Кое-какие исследования китайской классики все-таки продолжались, тем не менее с приходом к власти династии Тан (618–906) Китай снова объединили, официальную бюрократию стали нанимать по большей части на конкурсной основе, а главным критерием устроенных испытаний служило владение конфуцианской классикой. В этот период, пока буддизм переживал высший подъем влияния и официального признания, началось бурное возрождение конфуцианства, в конечном счете затмившего с точки зрения господства над умами китайцев завезенное из Индии учение.
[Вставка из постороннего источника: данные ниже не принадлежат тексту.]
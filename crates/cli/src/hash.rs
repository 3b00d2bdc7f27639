//! Hash computation for configuration files.

use std::fs;
use std::path::{Path, PathBuf};

use sha2::{Digest, Sha256};

use crate::config::load_and_merge_config;
use crate::error::CliError;
use crate::HashFormat;

/// SHA-256 of `content` as `sha256:<hex>`.
///
/// Line endings are normalized to LF for consistent hashing across platforms.
pub fn compute_settings_hash(content: &str) -> String {
    let normalized = content.replace("\r\n", "\n");
    let digest = Sha256::digest(normalized.as_bytes());
    format!("sha256:{}", hex::encode(digest))
}

/// Compute SHA-256 hash of a configuration file as written on disk.
pub fn compute_file_hash(path: &Path) -> Result<String, CliError> {
    let content = fs::read_to_string(path)?;
    Ok(compute_settings_hash(&content))
}

/// Compute and display the hash of a configuration file.
///
/// Without `raw` the hash covers the effective settings after environment
/// overrides, serialized canonically.
pub fn compute_and_display(
    path: PathBuf,
    format: HashFormat,
    raw: bool,
    verbose: bool,
) -> Result<(), CliError> {
    let hash = if raw {
        compute_file_hash(&path)?
    } else {
        let (_settings, merged_toml) = load_and_merge_config(&path, verbose)?;
        compute_settings_hash(&merged_toml)
    };

    match format {
        HashFormat::Text => {
            println!("{}", hash);
        }
        HashFormat::Json => {
            let output = serde_json::json!({
                "file": path.display().to_string(),
                "hash": hash,
                "algorithm": "sha256"
            });
            let rendered = serde_json::to_string_pretty(&output)
                .map_err(|e| CliError::Config(format!("Failed to render hash: {e}")))?;
            println!("{}", rendered);
        }
    }

    Ok(())
}
//! Rule engine configuration as it appears under `[hooks.modules."pb-rule-engine"]`
//! or in the account's module section.

use error_stack::{Report, ResultExt};
use serde::de::DeserializeOwned;
use serde::{Deserialize, Serialize};
use serde_json::Value;
use validator::{Validate, ValidationErrors};

use crate::error::{AuctionHooksError, ConfigurationValidationError};
use crate::hooks::Stage;

const DEFAULT_WEIGHT: u32 = 100;

#[derive(Debug, Clone, PartialEq, Deserialize, Serialize, Validate)]
pub struct RuleEngineConfig {
    #[serde(default = "default_true")]
    pub enabled: bool,

    #[serde(default, alias = "ruleSets")]
    #[validate(nested)]
    pub rule_sets: Vec<RuleSetConfig>,
}

impl Default for RuleEngineConfig {
    fn default() -> Self {
        Self {
            enabled: true,
            rule_sets: Vec::new(),
        }
    }
}

#[derive(Debug, Clone, PartialEq, Deserialize, Serialize, Validate)]
pub struct RuleSetConfig {
    #[validate(length(min = 1))]
    pub name: String,

    #[serde(default = "default_true")]
    pub enabled: bool,

    #[serde(default = "default_stage")]
    pub stage: Stage,

    #[serde(alias = "modelGroups")]
    #[validate(length(min = 1), nested)]
    pub model_groups: Vec<ModelGroupConfig>,
}

/// A candidate model; one group per rule set is picked per request by weight.
#[derive(Debug, Clone, PartialEq, Deserialize, Serialize, Validate)]
pub struct ModelGroupConfig {
    #[serde(default = "default_weight")]
    #[validate(range(min = 1, max = 100))]
    pub weight: u32,

    #[serde(default, skip_serializing_if = "Option::is_none")]
    pub version: Option<String>,

    /// Analytics tags are emitted only when set.
    #[serde(default, alias = "analyticsKey", skip_serializing_if = "Option::is_none")]
    pub analytics_key: Option<String>,

    #[validate(length(min = 1))]
    pub schema: Vec<FunctionConfig>,

    #[serde(default)]
    pub rules: Vec<RuleConfig>,

    /// Results applied when no rule matches.
    #[serde(default)]
    pub default: Vec<FunctionConfig>,
}

/// A named schema or result function with its arguments.
#[derive(Debug, Clone, PartialEq, Deserialize, Serialize)]
pub struct FunctionConfig {
    pub function: String,
    #[serde(default, skip_serializing_if = "Option::is_none")]
    pub args: Option<Value>,
}

#[derive(Debug, Clone, PartialEq, Deserialize, Serialize)]
pub struct RuleConfig {
    /// One value per schema function; `*` matches anything.
    pub conditions: Vec<String>,
    pub results: Vec<FunctionConfig>,
}

fn default_true() -> bool {
    true
}

fn default_weight() -> u32 {
    DEFAULT_WEIGHT
}

fn default_stage() -> Stage {
    Stage::ProcessedAuctionRequest
}

impl RuleEngineConfig {
    /// Parses and validates a configuration value.
    ///
    /// # Errors
    ///
    /// Returns [`AuctionHooksError::RuleEngine`] if the value has the wrong
    /// shape or fails validation.
    pub fn from_value(value: &Value) -> Result<Self, Report<AuctionHooksError>> {
        let config: Self = serde_json::from_value(value.clone()).change_context(
            AuctionHooksError::RuleEngine {
                message: "Failed to parse rule engine configuration".to_string(),
            },
        )?;
        config.validate().change_context(AuctionHooksError::RuleEngine {
            message: "Rule engine configuration is invalid".to_string(),
        })?;
        Ok(config)
    }
}

/// Deserializes and validates function arguments.
///
/// # Errors
///
/// Returns a [`ConfigurationValidationError`] when the arguments are missing,
/// malformed or fail validation.
pub fn parse_args<T: DeserializeOwned + Validate>(
    function: &str,
    args: Option<&Value>,
) -> Result<T, Report<ConfigurationValidationError>> {
    let Some(args) = args.filter(|args| !args.is_null()) else {
        return Err(Report::new(ConfigurationValidationError::new(
            "Configuration is required, but not provided",
        )));
    };

    let parsed: T = serde_json::from_value(args.clone()).map_err(|error| {
        Report::new(ConfigurationValidationError::new(format!(
            "Invalid configuration for '{function}': {error}"
        )))
    })?;

    parsed
        .validate()
        .map_err(|errors| Report::new(ConfigurationValidationError::new(first_message(&errors))))?;
    Ok(parsed)
}

fn first_message(errors: &ValidationErrors) -> String {
    errors
        .field_errors()
        .values()
        .flat_map(|field_errors| field_errors.iter())
        .find_map(|error| error.message.as_ref().map(ToString::to_string))
        .unwrap_or_else(|| errors.to_string())
}
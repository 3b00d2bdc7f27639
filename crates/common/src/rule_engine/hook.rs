use std::collections::HashMap;
use std::sync::Arc;

use arc_swap::ArcSwap;
use async_trait::async_trait;
use error_stack::Report;
use serde_json::Value;

use super::engine::RuleEngine;
use super::result::RuleAction;
use super::HOOK_CODE;
use crate::error::AuctionHooksError;
use crate::hooks::invocation::{Hook, InvocationContext, InvocationResult};
use crate::hooks::payload::AuctionRequestPayload;

/// Engine compiled from one account's configuration.
struct AccountEngine {
    config: Value,
    engine: Arc<RuleEngine>,
}

/// Applies the rule engine to the processed auction request.
///
/// An account that configures the module gets its own rules, compiled on
/// first use and reused until the account's configuration changes; everybody
/// else gets the host rules compiled at startup.
pub struct RuleEngineHook {
    host_engine: Arc<RuleEngine>,
    account_engines: ArcSwap<HashMap<String, Arc<AccountEngine>>>,
}

impl RuleEngineHook {
    #[must_use]
    pub fn new(host_engine: RuleEngine) -> Self {
        Self {
            host_engine: Arc::new(host_engine),
            account_engines: ArcSwap::from_pointee(HashMap::new()),
        }
    }

    fn account_engine(
        &self,
        account_id: Option<&str>,
        config: &Value,
    ) -> Result<Arc<RuleEngine>, Report<AuctionHooksError>> {
        let Some(account_id) = account_id else {
            return RuleEngine::from_value(config).map(Arc::new);
        };

        if let Some(cached) = self.account_engines.load().get(account_id) {
            if cached.config == *config {
                return Ok(Arc::clone(&cached.engine));
            }
        }

        let engine = Arc::new(RuleEngine::from_value(config)?);
        let entry = Arc::new(AccountEngine {
            config: config.clone(),
            engine: Arc::clone(&engine),
        });
        self.account_engines.rcu(|engines| {
            let mut next = (**engines).clone();
            next.insert(account_id.to_string(), Arc::clone(&entry));
            next
        });
        log::debug!("Compiled rule engine for account '{account_id}'");
        Ok(engine)
    }
}

#[async_trait]
impl Hook<AuctionRequestPayload> for RuleEngineHook {
    fn code(&self) -> &str {
        HOOK_CODE
    }

    async fn call(
        &self,
        payload: &AuctionRequestPayload,
        context: &InvocationContext,
    ) -> Result<InvocationResult<AuctionRequestPayload>, Report<AuctionHooksError>> {
        let engine = match &context.account_config {
            Some(config) => self.account_engine(context.account_id.as_deref(), config)?,
            None => Arc::clone(&self.host_engine),
        };

        if engine.is_empty() {
            return Ok(InvocationResult::no_action());
        }

        let result = engine.apply(payload.bid_request.clone());
        let mut invocation = match (result.action, result.value) {
            (RuleAction::Reject, _) => {
                log::info!(
                    "Rule engine rejected request '{}' for account {:?}",
                    payload.bid_request.id,
                    context.account_id
                );
                InvocationResult::reject("Request rejected by rule engine")
            }
            (RuleAction::Update, Some(request)) => {
                InvocationResult::update(move |mut payload: AuctionRequestPayload| {
                    payload.bid_request = request;
                    payload
                })
            }
            _ => InvocationResult::no_action(),
        };

        if !result.tags.is_empty() {
            invocation = invocation.with_analytics_tags(result.tags);
        }
        Ok(invocation.with_seat_non_bids(result.seat_non_bids))
    }
}

#[cfg(test)]
mod tests {
    use std::time::Duration;

    use serde_json::json;

    use super::*;
    use crate::account::Account;
    use crate::hooks::invocation::InvocationAction;
    use crate::hooks::Stage;
    use crate::test_support::tests::bid_request_with_imps;

    fn context(account_config: Option<serde_json::Value>) -> InvocationContext {
        InvocationContext {
            endpoint: "/openrtb2/auction".into(),
            stage: Stage::ProcessedAuctionRequest,
            timeout: Duration::from_millis(100),
            debug_enabled: false,
            account_id: Some("acc-1".into()),
            account_config,
            module_context: None,
            bidder: None,
        }
    }

    fn exclude_config(bidders: &[&str]) -> serde_json::Value {
        json!({
            "rule_sets": [{
                "name": "filter",
                "model_groups": [{
                    "analytics_key": "filter",
                    "schema": [{"function": "channel"}],
                    "rules": [{"conditions": ["*"], "results": [
                        {"function": "excludeBidders", "args": {"bidders": bidders}}
                    ]}]
                }]
            }]
        })
    }

    fn payload(imps: &[(&str, &[&str])]) -> AuctionRequestPayload {
        AuctionRequestPayload {
            bid_request: bid_request_with_imps(imps),
        }
    }

    #[tokio::test]
    async fn test_host_rules_update_request() {
        let hook = RuleEngineHook::new(
            RuleEngine::from_value(&exclude_config(&["bidder1"])).expect("should compile"),
        );
        let payload = payload(&[("imp", &["bidder1", "bidder2"])]);

        let result = hook.call(&payload, &context(None)).await.expect("should run");

        assert_eq!(result.action, InvocationAction::Update);
        assert_eq!(result.seat_non_bids[0].seat, "bidder1");
        assert_eq!(
            result.analytics_tags.expect("tags").activities[0].name,
            "pb-rule-engine"
        );
        let update = result.payload_update.expect("update");
        assert_eq!(update(payload).bid_request.imp[0].bidders(), vec!["bidder2"]);
    }

    #[tokio::test]
    async fn test_account_rules_take_precedence() {
        let hook = RuleEngineHook::new(RuleEngine::default());
        let payload = payload(&[("imp", &["bidder1"])]);

        let result = hook
            .call(&payload, &context(Some(exclude_config(&["bidder1"]))))
            .await
            .expect("should run");

        assert_eq!(result.action, InvocationAction::Reject);
        assert_eq!(result.seat_non_bids.len(), 1);
    }

    #[test]
    fn test_account_engine_is_compiled_once_per_config() {
        let hook = RuleEngineHook::new(RuleEngine::default());
        let config = exclude_config(&["bidder1"]);

        let first = hook
            .account_engine(Some("acc-1"), &config)
            .expect("should compile");
        let second = hook
            .account_engine(Some("acc-1"), &config)
            .expect("should reuse");
        assert!(Arc::ptr_eq(&first, &second));

        let changed = hook
            .account_engine(Some("acc-1"), &exclude_config(&["bidder2"]))
            .expect("should recompile");
        assert!(!Arc::ptr_eq(&first, &changed));

        let other_account = hook
            .account_engine(Some("acc-2"), &config)
            .expect("should compile");
        assert!(!Arc::ptr_eq(&first, &other_account));
        assert_eq!(hook.account_engines.load().len(), 2);
    }

    #[tokio::test]
    async fn test_empty_engine_does_nothing() {
        let hook = RuleEngineHook::new(RuleEngine::default());
        let result = hook
            .call(&payload(&[("imp", &["bidder1"])]), &context(None))
            .await
            .expect("should run");

        assert_eq!(result.action, InvocationAction::NoAction);
        assert!(result.analytics_tags.is_none());
    }

    #[tokio::test]
    async fn test_invalid_account_config_is_an_error() {
        let broken = json!({"rule_sets": "nope"});

        let load_err = Account::from_json(
            &json!({"id": "acc-1", "hooks": {"modules": {"pb-rule-engine": broken.clone()}}}).to_string(),
        )
        .expect_err("account should be rejected when it loads");
        assert!(load_err.to_string().contains("pb-rule-engine"));

        // an account built without `from_json` still fails the invocation
        let hook = RuleEngineHook::new(RuleEngine::default());
        let err = hook
            .call(&payload(&[("imp", &["bidder1"])]), &context(Some(broken)))
            .await
            .expect_err("should fail");

        assert!(err.current_context().to_string().contains("Rule engine"));
        assert!(hook.account_engines.load().is_empty());
    }
}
В силу возмещающих процессов, которые возникают практически всегда, успех буддизма как таковой послужил поводом для отождествления его с различными политическими и экономическими злоупотреблениями. Полновластные монахи, пользовавшиеся благосклонностью при дворе и владевшие обширными земельными наделами с объектами недвижимости, иногда позволяли себе не считаться с нравственными нормами своего ордена.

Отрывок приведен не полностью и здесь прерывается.